Substitute House Bill 1071 (briefed by Jacob Lipson and Dan Jones) directs the Department of Ecology to carry out a statewide needs assessment of the recycling system, create lists of materials suitable for curbside/residential drop‑off collection by 2026, oversee producer registration and reporting, form advisory bodies and task forces (including on misleading recyclability claims), and set post‑consumer recycled content rules for additional categories of plastic. Ecology staff described multi‑million dollar costs from the climate commitment account, recycled content account and other funds to implement needs assessments and rulemaking; local governments would have indeterminate costs to participate on advisory bodies.
Substitute House Bill 1150 (a separate EPR proposal) would require producers of covered packaging and paper products to participate in and fund a producer responsibility organization (PRO). The PRO would develop and implement collection plans based on Ecology’s lists and would be required to meet performance targets for recycling, reuse and post‑consumer recycled content; Ecology would approve plans, oversee enforcement and assess fees to producers. The bill also includes wage standards for material recovery facility employees, studies, and grant and rulemaking authorities. Staff briefings estimated Ecology start‑up and rulemaking costs to be covered by producer fees and projected multi‑million biennial flows through a new non‑appropriated account.
Public testimony split largely along industry and local‑government lines. Industry groups that process and recycle plastics — and many local solid‑waste operators and industry trade associations (Waste Management, Sunshine Disposal, Waste Connections, Washington Refuse and Recycling Association) — testified in favor of HB 1071’s needs assessment approach, saying Washington needs careful planning and predictable fiscal impacts before adopting a full EPR model; many urged support for an alternate EPR bill (HB 1150’s rival, HB 1150/1150-like bills were discussed in the hearing). Witnesses warned of high per‑household costs under full EPR based on other jurisdictions' experience and urged the legislature not to add costs that would pass to ratepayers.
Producer and brand groups (AmeriPen, Association of Washington Business, Consumer Brands Association) expressed conditional support for needs assessment but concerns about immediate designation of curbside materials and rulemaking authority that could shift costs and compliance burdens to producers and ultimately consumers. Several speakers emphasized that a transparent, well‑funded needs assessment would allow better targeting of investments and avoid increasing household collection fees.
Other organizations including EPR proponents (EPR Leadership Forum, Washington Beverage Association, City and municipal advocates and some environmental groups) testified in support of shifting program funding to producers to expand recycling access statewide and to create consistent service for rural communities. Representatives said a properly designed PRO could expand curbside service to more than 500,000 homes and create incentives for producers to reduce problematic packaging.
Committee members did not act on either bill at the hearing.
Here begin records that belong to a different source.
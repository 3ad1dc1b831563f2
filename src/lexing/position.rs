//! Stream positions for tokens and diagnostics.

use std::fmt;

/// A position within the stream being lexed. Lines and columns are 1-based.
///
/// Positions are mutated only by the tokenizer as it consumes matched text.
/// Ordering is line-major, so "which failure got further" comparisons work
/// directly.
#[derive(
    Debug, Clone, Copy, PartialEq, Eq, PartialOrd, Ord, serde::Serialize, serde::Deserialize,
)]
pub struct StreamPosition {
    pub line: u64,
    pub column: u64,
}

impl StreamPosition {
    pub fn new(line: u64, column: u64) -> Self {
        Self { line, column }
    }

    /// Advance past `matched`. A match containing k newlines increases the
    /// line count by k and restarts the column after the last newline;
    /// otherwise the column grows by the match length in characters.
    pub(crate) fn advance(&mut self, matched: &str) {
        let newlines = matched.chars().filter(|&c| c == '\n').count() as u64;
        if newlines > 0 {
            let after_last = matched
                .rsplit('\n')
                .next()
                .unwrap_or("")
                .chars()
                .count() as u64;
            self.line += newlines;
            self.column = after_last + 1;
        } else {
            self.column += matched.chars().count() as u64;
        }
    }
}

impl Default for StreamPosition {
    fn default() -> Self {
        Self { line: 1, column: 1 }
    }
}

impl fmt::Display for StreamPosition {
    fn fmt(&self, f: &mut fmt::Formatter<'_>) -> fmt::Result {
        write!(f, "{}:{}", self.line, self.column)
    }
}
Staff fiscal notes, included in the electronic bill book, show multi‑million dollar implementation estimates for Ecology, UTC and other agencies; many costs for EPR (HB 1150) are projected to be paid from new producer fee accounts rather than the general fund. Several witnesses urged the committee to prefer the needs assessment and planning approach (HB 1071) while others urged passage of a producer‑funded, accountable EPR program (HB 1150).